James Larkin was born in Liverpool, England in the year 1876. He was not privileged to get a formal education. He did odd jobs to earn a decent living. Larkin later relocated to England where he became a renowned trade unionist. His activities at the Liverpool docks were in an attempt to make ends meet for his family. It was there that his socialism values led him to join the National Union of Dock Laborers (NUDL).

In Dublin, 1905, Larkin established a workers’ union, the Irish Transport, and General Workers’ Union that he led diligently. The union became a force to reckon with in the country as it was vibrant and spearheaded actions to cater to the interests of workers and to unite Irish Laborers.

He fought for fair treatment of employers and better compensation for the work they do. This happened in 1913 during the infamous Dublin Lockout that saw a strike for eight consecutive months by 100000 laborers.

During World War I, James Larkin led a fundraiser in the United States to finance anti-war demonstrations and campaigns in Dublin. Read more: Jim Larkin | Wikipedia and James Larkin | Biography

He went to give a lecture in the States in 1914, but while there he also sought ways of getting the much-needed finances for fighting the British. HE became part of the Industrial Workers of the World and the Socialist Party of America.

This resonated his firm belief in the importance of having international labor. His colleague, James Connolly passed on in 1916, during the Easter Rising that occurred in Ireland. James honored Connolly by establishing the James Connoly club based in New York.
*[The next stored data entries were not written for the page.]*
//! Emitter configuration.
//!
//! The first-attempt buffer size can be overridden with the
//! `SETFMT_INITIAL_CAPACITY` environment variable (decimal or `0x` hex).
//! Zero, unparseable, or missing values select the default of 1024 bytes.

use std::sync::atomic::{AtomicUsize, Ordering};

/// Capacity of the first render attempt.
pub const DEFAULT_INITIAL_CAPACITY: usize = 1024;

/// Environment variable consulted by [`EmitConfig::from_env`].
pub const INITIAL_CAPACITY_ENV: &str = "SETFMT_INITIAL_CAPACITY";

/// Capacities are reported to sinks as `u32`.
const MAX_INITIAL_CAPACITY: usize = u32::MAX as usize;

#[derive(Debug, Clone, Copy, PartialEq, Eq)]
pub struct EmitConfig {
    /// Bytes allocated for the first render attempt. Always at least 1.
    pub initial_capacity: usize,
}

impl Default for EmitConfig {
    fn default() -> Self {
        Self {
            initial_capacity: DEFAULT_INITIAL_CAPACITY,
        }
    }
}

impl EmitConfig {
    /// Config with an explicit first-attempt capacity, clamped to `1..=u32::MAX`.
    #[must_use]
    pub fn new(initial_capacity: usize) -> Self {
        Self {
            initial_capacity: initial_capacity.clamp(1, MAX_INITIAL_CAPACITY),
        }
    }

    /// Config resolved from the environment (cached after the first call).
    #[must_use]
    pub fn from_env() -> Self {
        Self::new(initial_capacity())
    }
}

/// Parse an initial-capacity override. Returns the default on bad input.
#[must_use]
pub fn parse_initial_capacity(raw: &str) -> usize {
    let raw = raw.trim();
    let parsed = match raw.strip_prefix("0x").or_else(|| raw.strip_prefix("0X")) {
        Some(hex) => usize::from_str_radix(hex, 16).ok(),
        None => raw.parse::<usize>().ok(),
    };
    match parsed {
        Some(0) | None => DEFAULT_INITIAL_CAPACITY,
        Some(n) => n.min(MAX_INITIAL_CAPACITY),
    }
}

// 0 = unresolved, usize::MAX = resolving, anything else = resolved capacity.
static CACHED_CAPACITY: AtomicUsize = AtomicUsize::new(0);

const CAPACITY_UNRESOLVED: usize = 0;
const CAPACITY_RESOLVING: usize = usize::MAX;

/// Initial capacity from `SETFMT_INITIAL_CAPACITY`, resolved once per process.
///
/// A caller that races the first resolution gets the default rather than
/// blocking.
#[must_use]
pub fn initial_capacity() -> usize {
    let cached = CACHED_CAPACITY.load(Ordering::Acquire);
    if cached != CAPACITY_UNRESOLVED && cached != CAPACITY_RESOLVING {
        return cached;
    }
    if cached == CAPACITY_RESOLVING {
        return DEFAULT_INITIAL_CAPACITY;
    }

    if CACHED_CAPACITY
        .compare_exchange(
            CAPACITY_UNRESOLVED,
            CAPACITY_RESOLVING,
            Ordering::SeqCst,
            Ordering::Relaxed,
        )
        .is_err()
    {
        let v = CACHED_CAPACITY.load(Ordering::Acquire);
        return if v != CAPACITY_UNRESOLVED && v != CAPACITY_RESOLVING {
            v
        } else {
            DEFAULT_INITIAL_CAPACITY
        };
    }

    let capacity = std::env::var(INITIAL_CAPACITY_ENV)
        .map(|v| parse_initial_capacity(&v))
        .unwrap_or(DEFAULT_INITIAL_CAPACITY);
    CACHED_CAPACITY.store(capacity, Ordering::Release);
    capacity
}

#[cfg(test)]
mod tests {
    use super::*;

    #[test]
    fn default_is_1024() {
        assert_eq!(EmitConfig::default().initial_capacity, 1024);
    }

    #[test]
    fn parse_accepts_decimal_and_hex() {
        assert_eq!(parse_initial_capacity("64"), 64);
        assert_eq!(parse_initial_capacity(" 0x100 "), 256);
        assert_eq!(parse_initial_capacity("0X10"), 16);
    }

    #[test]
    fn parse_falls_back_on_bad_input() {
        assert_eq!(parse_initial_capacity(""), DEFAULT_INITIAL_CAPACITY);
        assert_eq!(parse_initial_capacity("0"), DEFAULT_INITIAL_CAPACITY);
        assert_eq!(parse_initial_capacity("big"), DEFAULT_INITIAL_CAPACITY);
        assert_eq!(parse_initial_capacity("-5"), DEFAULT_INITIAL_CAPACITY);
    }

    #[test]
    fn new_clamps_to_valid_range() {
        assert_eq!(EmitConfig::new(0).initial_capacity, 1);
        assert_eq!(
            EmitConfig::new(usize::MAX).initial_capacity,
            u32::MAX as usize
        );
    }

    #[test]
    fn cached_capacity_is_stable() {
        let first = initial_capacity();
        assert!(first >= 1);
        assert_eq!(initial_capacity(), first);
        assert_eq!(EmitConfig::from_env().initial_capacity, first);
    }
}
//! Format-and-emit benchmarks: first-attempt fits, grow-to-fit retries, and
//! the C entry point.

use std::ffi::{CStr, c_char, c_void};
use std::hint::black_box;

use criterion::{BenchmarkId, Criterion, criterion_group, criterion_main};
use setfmt_abi::FfiArg;
use setfmt_abi::print_out_abi::setfmt_print_out_sized;
use setfmt_core::{EmitConfig, Emitter, Rendered, fmt_args};

unsafe extern "C" fn discard_sized(_ctx: *mut c_void, text: *const c_char, len: u32, _cap: u32) {
    black_box((text, len));
}

fn bench_emit_short(c: &mut Criterion) {
    let mut emitter = Emitter::with_config(EmitConfig::default());
    let args = fmt_args!["cart", 3];

    c.bench_function("emit_terminated_short", |b| {
        let mut sink = |text: &CStr| {
            black_box(text);
        };
        b.iter(|| emitter.emit_terminated(&mut sink, black_box(&b"%s has %d items"[..]), &args))
    });
}

fn bench_emit_retry(c: &mut Criterion) {
    let mut group = c.benchmark_group("emit_sized_by_length");
    for len in [512usize, 1024, 2000, 16_384] {
        let body = "x".repeat(len);
        let args = fmt_args![body.as_str()];
        let mut emitter = Emitter::with_config(EmitConfig::default());
        group.bench_with_input(BenchmarkId::from_parameter(len), &len, |b, _| {
            let mut sink = |r: Rendered<'_>| {
                black_box(r.len());
            };
            b.iter(|| emitter.emit_sized(&mut sink, b"%s", &args))
        });
    }
    group.finish();
}

fn bench_emit_abi(c: &mut Criterion) {
    let args = [FfiArg::cstr(c"blocklist".as_ptr()), FfiArg::unsigned(600)];
    c.bench_function("setfmt_print_out_sized", |b| {
        b.iter(|| unsafe {
            setfmt_print_out_sized(
                std::ptr::null_mut(),
                std::ptr::null_mut(),
                Some(discard_sized),
                c"add %s timeout %u".as_ptr(),
                args.as_ptr(),
                args.len(),
            )
        })
    });
}

criterion_group!(benches, bench_emit_short, bench_emit_retry, bench_emit_abi);
criterion_main!(benches);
Unfortunately, Larkin was detained for three years and then released to Ireland where he resumed his passion for leading trade unions. He founded the Workers Union of Ireland (WUI) in 1924. His unions received a global recognition in 1924, from the Communist International.

Larkin always led by example to people under him. He needed finances, and hence he started writing for a fast moving paper, the Irish Worker. He saw to it that the union had a point of reference and therefore headquarters for ITGWU was set at Liberty Hall.

James Larkin died in January 1947 and left an impressive legacy. He will be remembered for his works in uniting laborers globally.